On Tue, 2003-04-22 at 19:23, Ralf Hildebrandt wrote:
> * Henrik Nordstrom <hno@squid-cache.org>:
>
> > Related Note:
> >
> > Many OS:es deny core file generation of processes started as root to
> > protect from information leakage of root-only information. To
> > increase the chance of a core dump being generated it is a good idea
> > to start Squid as the cache_effective_user, not as root.
> >
> > One relatively reliable test to see if your OS falls into this
> > category is to try to trace the Squid process with truss/strace as
> > the cache_effective_user. If you are not allowed to trace the process
> > as the cache_effective_user then you most likely won't see a core
> > dump generated on segmentation fault or other fatal errors.
>
> Argh, I'm on one of those OS'es. And now?
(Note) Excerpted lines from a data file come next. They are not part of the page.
use billbook_infra::AppConfig;

#[tokio::main]
async fn main() -> anyhow::Result<()> {
    billbook_observability::init();

    let config = AppConfig::from_env();
    let app = billbook_api::app::build_app(&config).await?;

    let listener = tokio::net::TcpListener::bind(config.bind_addr).await?;
    tracing::info!(addr = %listener.local_addr()?, "listening");

    axum::serve(listener, app).await?;
    Ok(())
}
impl<S, B> BillBook<S, B>
where
    S: RecordStore,
    B: EventBus<RecordChanged>,
{
    /// Convert a customer's unbilled challans into one unpaid bill.
    ///
    /// The bill is stored first, then each challan is marked billed. If
    /// storing the bill fails nothing has changed. If marking a challan
    /// fails, the challans already marked are unmarked and the bill removed;
    /// should that rollback fail as well, the call returns
    /// [`ServiceError::PartialFailure`] and the saga log is left for
    /// [`BillBook::repair_pending`].
    #[instrument(skip_all, fields(customer_id = %request.customer_id, challans = request.challan_ids.len()))]
    pub async fn convert_challans(&self, session: &Session, request: ConvertChallans) -> ServiceResult<Bill> {
        let tenant_id = session.require_owner()?;
        if request.challan_ids.is_empty() {
            return Err(DomainError::validation("no challans selected").into());
        }
        let gst = match request.gst_rate {
            Some(rate) if rate < Decimal::ZERO => {
                return Err(DomainError::validation("GST rate cannot be negative").into());
            }
            Some(rate) => GstRate::percent(rate),
            None => self.default_gst(),
        };

        let customer = self.load_customer(tenant_id, request.customer_id).await?;
        let mut challans = Vec::with_capacity(request.challan_ids.len());
        for id in &request.challan_ids {
            challans.push(self.load_challan(tenant_id, *id).await?);
        }
        let catalog: Vec<Item> = self.books.all(tenant_id).await?;
        let number = self.next_number_for(tenant_id, DocumentFamily::Bill, request.date).await?;

        let bill = Bill::prepare(
            BillId::generate(),
            number,
            BillRequest {
                customer: &customer,
                date: request.date,
                gst,
            },
            &challans,
            &catalog,
            Utc::now(),
        )?;

        let mut saga = SagaLog::start(SagaKind::Conversion, bill.id, bill.challan_ids.clone(), Utc::now());
        self.books.insert(tenant_id, &saga).await?;

        if let Err(err) = self.books.insert(tenant_id, &bill).await {
            warn!(%tenant_id, saga_id = %saga.id, error = %err, "bill insert failed; nothing to undo");
            saga.last_error = Some(err.to_string());
            self.finish(tenant_id, &mut saga, SagaStatus::Compensated).await;
            return Err(err.into());
        }
        saga.compensations.record(Compensation::DeleteBill { bill_id: bill.id });
        self.checkpoint(tenant_id, &saga).await;

        for challan in &mut challans {
            let marked = match challan.mark_billed(bill.id.record_id()) {
                Ok(()) => self
                    .books
                    .patch(tenant_id, RecordFamily::DeliveryChallans, challan.id.record_id(), billed_fields(challan))
                    .await
                    .map_err(ServiceError::from),
                Err(err) => Err(err.into()),
            };
            if let Err(err) = marked {
                return Err(self.unwind(tenant_id, saga, err).await);
            }
            saga.compensations.record(Compensation::UnmarkChallan { challan_id: challan.id });
            self.checkpoint(tenant_id, &saga).await;
        }

        self.finish(tenant_id, &mut saga, SagaStatus::Completed).await;
        info!(
            %tenant_id,
            bill_id = %bill.id,
            number = %bill.bill_number,
            net_amount = %bill.net_amount,
            "challans converted to bill"
        );
        Ok(bill)
    }

    /// Delete a bill, first returning each of its challans to unbilled.
    #[instrument(skip_all, fields(bill_id = %bill_id))]
    pub async fn delete_bill(&self, session: &Session, bill_id: BillId) -> ServiceResult<()> {
        let tenant_id = session.require_owner()?;
        let bill = self.load_bill(tenant_id, bill_id).await?;

        let mut saga = SagaLog::start(SagaKind::BillDeletion, bill.id, bill.challan_ids.clone(), Utc::now());
        self.books.insert(tenant_id, &saga).await?;

        for challan_id in &bill.challan_ids {
            match self.unmark_if_billed_to(tenant_id, *challan_id, bill.id).await {
                Ok(true) => {
                    saga.compensations.record(Compensation::RemarkChallan {
                        challan_id: *challan_id,
                        bill_id: bill.id,
                    });
                    self.checkpoint(tenant_id, &saga).await;
                }
                Ok(false) => {}
                Err(err) => return Err(self.unwind(tenant_id, saga, err).await),
            }
        }

        if let Err(err) = self.books.delete::<Bill>(tenant_id, bill.id).await {
            return Err(self.unwind(tenant_id, saga, err.into()).await);
        }

        self.finish(tenant_id, &mut saga, SagaStatus::Completed).await;
        info!(%tenant_id, bill_id = %bill.id, "bill deleted");
        Ok(())
    }

    /// Saga logs that are still running or waiting for repair.
    pub async fn pending_sagas(&self, session: &Session) -> ServiceResult<Vec<SagaLog>> {
        let Some(tenant_id) = session.owner() else {
            return Ok(Vec::new());
        };
        let logs: Vec<SagaLog> = self.books.all(tenant_id).await?;
        Ok(logs.into_iter().filter(|l| l.status.is_pending()).collect())
    }

    /// Settle every saga left in [`SagaStatus::NeedsRepair`], plus every
    /// [`SagaStatus::InProgress`] one older than the stale threshold.
    ///
    /// A stale in-progress saga whose steps are all visible in the records
    /// is closed as completed. Anything else is restored to the state from
    /// before the operation: a conversion is rolled back, a deletion leaves
    /// the bill and its challans linked again. Each step checks current
    /// state first, so running repair twice is harmless.
    #[instrument(skip_all)]
    pub async fn repair_pending(&self, session: &Session) -> ServiceResult<RepairReport> {
        let tenant_id = session.require_owner()?;
        let stale_before = self.stale_cutoff();
        let logs: Vec<SagaLog> = self.books.all(tenant_id).await?;

        let mut report = RepairReport::default();
        for mut log in logs.into_iter().filter(|l| l.awaits_repair(stale_before)) {
            match self.settle(tenant_id, &log).await {
                Ok(outcome) => {
                    log.compensations = CompensationLog::new();
                    log.status = outcome;
                    match self.books.save(tenant_id, &log).await {
                        Ok(()) if outcome == SagaStatus::Completed => {
                            info!(%tenant_id, saga_id = %log.id, "stale saga found complete");
                            report.completed.push(log.id);
                        }
                        Ok(()) => {
                            info!(%tenant_id, saga_id = %log.id, "saga repaired");
                            report.repaired.push(log.id);
                        }
                        Err(err) => {
                            warn!(%tenant_id, saga_id = %log.id, error = %err, "repaired but could not close saga log");
                            report.unresolved.push(log.id);
                        }
                    }
                }
                Err(err) => {
                    warn!(%tenant_id, saga_id = %log.id, error = %err, "saga repair failed");
                    log.last_error = Some(err.to_string());
                    self.checkpoint(tenant_id, &log).await;
                    report.unresolved.push(log.id);
                }
            }
        }
        Ok(report)
    }

    /// Cross-check every bill against the challans that point at it.
    pub async fn consistency_report(&self, session: &Session) -> ServiceResult<Vec<ConsistencyIssue>> {
        let Some(tenant_id) = session.owner() else {
            return Ok(Vec::new());
        };
        let bills: Vec<Bill> = self.books.all(tenant_id).await?;
        let challans: Vec<DeliveryChallan> = self.books.all(tenant_id).await?;

        let listed: HashMap<RecordId, HashSet<ChallanId>> = bills
            .iter()
            .map(|b| (b.id.record_id(), b.challan_ids.iter().copied().collect()))
            .collect();
        let pointing: HashMap<ChallanId, Option<RecordId>> =
            challans.iter().map(|c| (c.id, c.bill_id())).collect();

        let mut issues = Vec::new();
        for challan in &challans {
            if !challan.billing_consistent() {
                issues.push(ConsistencyIssue::FlagMismatch { challan_id: challan.id });
            }
            if let Some(bill_id) = challan.bill_id() {
                match listed.get(&bill_id) {
                    None => issues.push(ConsistencyIssue::DanglingBill {
                        challan_id: challan.id,
                        bill_id,
                    }),
                    Some(ids) if !ids.contains(&challan.id) => issues.push(ConsistencyIssue::UnlistedChallan {
                        challan_id: challan.id,
                        bill_id,
                    }),
                    Some(_) => {}
                }
            }
        }
        for bill in &bills {
            for challan_id in &bill.challan_ids {
                if pointing.get(challan_id) != Some(&Some(bill.id.record_id())) {
                    issues.push(ConsistencyIssue::MissingBackReference {
                        bill_id: bill.id,
                        challan_id: *challan_id,
                    });
                }
            }
        }
        Ok(issues)
    }

    async fn unmark_if_billed_to(&self, tenant_id: TenantId, challan_id: ChallanId, bill_id: BillId) -> ServiceResult<bool> {
        let Some(mut challan) = self.books.get::<DeliveryChallan>(tenant_id, challan_id).await? else {
            return Ok(false);
        };
        if challan.bill_id() != Some(bill_id.record_id()) {
            return Ok(false);
        }
        challan.mark_unbilled();
        self.books
            .patch(tenant_id, RecordFamily::DeliveryChallans, challan_id.record_id(), billed_fields(&challan))
            .await?;
        Ok(true)
    }

    async fn compensate(&self, tenant_id: TenantId, step: &Compensation) -> Result<(), StoreError> {
        match step {
            Compensation::DeleteBill { bill_id } => ignore_missing(self.books.delete::<Bill>(tenant_id, *bill_id).await),
            Compensation::UnmarkChallan { challan_id } => ignore_missing(
                self.books
                    .patch(
                        tenant_id,
                        RecordFamily::DeliveryChallans,
                        challan_id.record_id(),
                        json!({ "is_billed": false, "bill_id": null }),
                    )
                    .await,
            ),
            Compensation::RemarkChallan { challan_id, bill_id } => ignore_missing(
                self.books
                    .patch(
                        tenant_id,
                        RecordFamily::DeliveryChallans,
                        challan_id.record_id(),
                        json!({ "is_billed": true, "bill_id": bill_id }),
                    )
                    .await,
            ),
        }
    }

    /// Undo applied steps newest first. Returns the error for the caller.
    async fn unwind(&self, tenant_id: TenantId, mut saga: SagaLog, cause: ServiceError) -> ServiceError {
        let reason = cause.to_string();
        warn!(%tenant_id, saga_id = %saga.id, kind = ?saga.kind, %reason, steps = saga.compensations.len(), "saga step failed; compensating");

        loop {
            let next = saga.compensations.pending().next().cloned();
            let Some(step) = next else {
                break;
            };
            if let Err(err) = self.compensate(tenant_id, &step).await {
                let detail = format!("{reason}; compensation {step:?} failed: {err}");
                error!(%tenant_id, saga_id = %saga.id, %detail, "saga needs repair");
                saga.last_error = Some(detail.clone());
                saga.status = SagaStatus::NeedsRepair;
                self.checkpoint(tenant_id, &saga).await;
                return ServiceError::PartialFailure {
                    saga_id: saga.id.record_id(),
                    reason: detail,
                };
            }
            saga.compensations.pop();
        }

        saga.last_error = Some(reason);
        self.finish(tenant_id, &mut saga, SagaStatus::Compensated).await;
        cause
    }

    async fn settle(&self, tenant_id: TenantId, log: &SagaLog) -> ServiceResult<SagaStatus> {
        if log.status == SagaStatus::InProgress && self.fully_applied(tenant_id, log).await? {
            return Ok(SagaStatus::Completed);
        }
        self.restore(tenant_id, log).await?;
        Ok(SagaStatus::Compensated)
    }

    /// Whether every forward step of the saga shows in current state.
    async fn fully_applied(&self, tenant_id: TenantId, log: &SagaLog) -> ServiceResult<bool> {
        let bill_exists = self.books.get::<Bill>(tenant_id, log.bill_id).await?.is_some();
        let target = Some(log.bill_id.record_id());
        for challan_id in &log.challan_ids {
            let linked = self
                .books
                .get::<DeliveryChallan>(tenant_id, *challan_id)
                .await?
                .is_some_and(|c| c.bill_id() == target);
            let applied = match log.kind {
                SagaKind::Conversion => linked,
                SagaKind::BillDeletion => !linked,
            };
            if !applied {
                return Ok(false);
            }
        }
        Ok(match log.kind {
            SagaKind::Conversion => bill_exists,
            SagaKind::BillDeletion => !bill_exists,
        })
    }

    /// Bring records back to their pre-saga state, reading current state
    /// rather than trusting the stored compensation list.
    async fn restore(&self, tenant_id: TenantId, log: &SagaLog) -> ServiceResult<()> {
        let bill_exists = self.books.get::<Bill>(tenant_id, log.bill_id).await?.is_some();
        match log.kind {
            SagaKind::Conversion => {
                for challan_id in &log.challan_ids {
                    self.unmark_if_billed_to(tenant_id, *challan_id, log.bill_id).await?;
                }
                if bill_exists {
                    ignore_missing(self.books.delete::<Bill>(tenant_id, log.bill_id).await)?;
                }
            }
            SagaKind::BillDeletion if bill_exists => {
                for challan_id in &log.challan_ids {
                    let Some(mut challan) = self.books.get::<DeliveryChallan>(tenant_id, *challan_id).await? else {
                        continue;
                    };
                    if challan.bill_id() == Some(log.bill_id.record_id()) {
                        continue;
                    }
                    challan.mark_billed(log.bill_id.record_id())?;
                    self.books
                        .patch(tenant_id, RecordFamily::DeliveryChallans, challan_id.record_id(), billed_fields(&challan))
                        .await?;
                }
            }
            SagaKind::BillDeletion => {
                for challan_id in &log.challan_ids {
                    self.unmark_if_billed_to(tenant_id, *challan_id, log.bill_id).await?;
                }
            }
        }
        Ok(())
    }

    async fn checkpoint(&self, tenant_id: TenantId, saga: &SagaLog) {
        if let Err(err) = self.books.save(tenant_id, saga).await {
            warn!(%tenant_id, saga_id = %saga.id, error = %err, "could not write saga log");
        }
    }

    async fn finish(&self, tenant_id: TenantId, saga: &mut SagaLog, status: SagaStatus) {
        saga.status = status;
        self.checkpoint(tenant_id, saga).await;
    }
}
> If I try to start it as squid:nogroup, then I barfs about being unable
> to
> Apr 22 11:22:24 spiderman squid[4130]: [ID 702911 local4.alert] Cannot open HTTP Port
>
> since it cannot bind to port 888 as unprivileged user.
Michael Lightfoot had some trouble getting cores on Solaris - he
suggested "Apparently Solaris 9 need to be configured to produce them
(see the man page for coreadm.)"
Hope that helps...
Cheers,
Rob
-- GPG key available at: <http://users.bigpond.net.au/robertc/keys.txt>.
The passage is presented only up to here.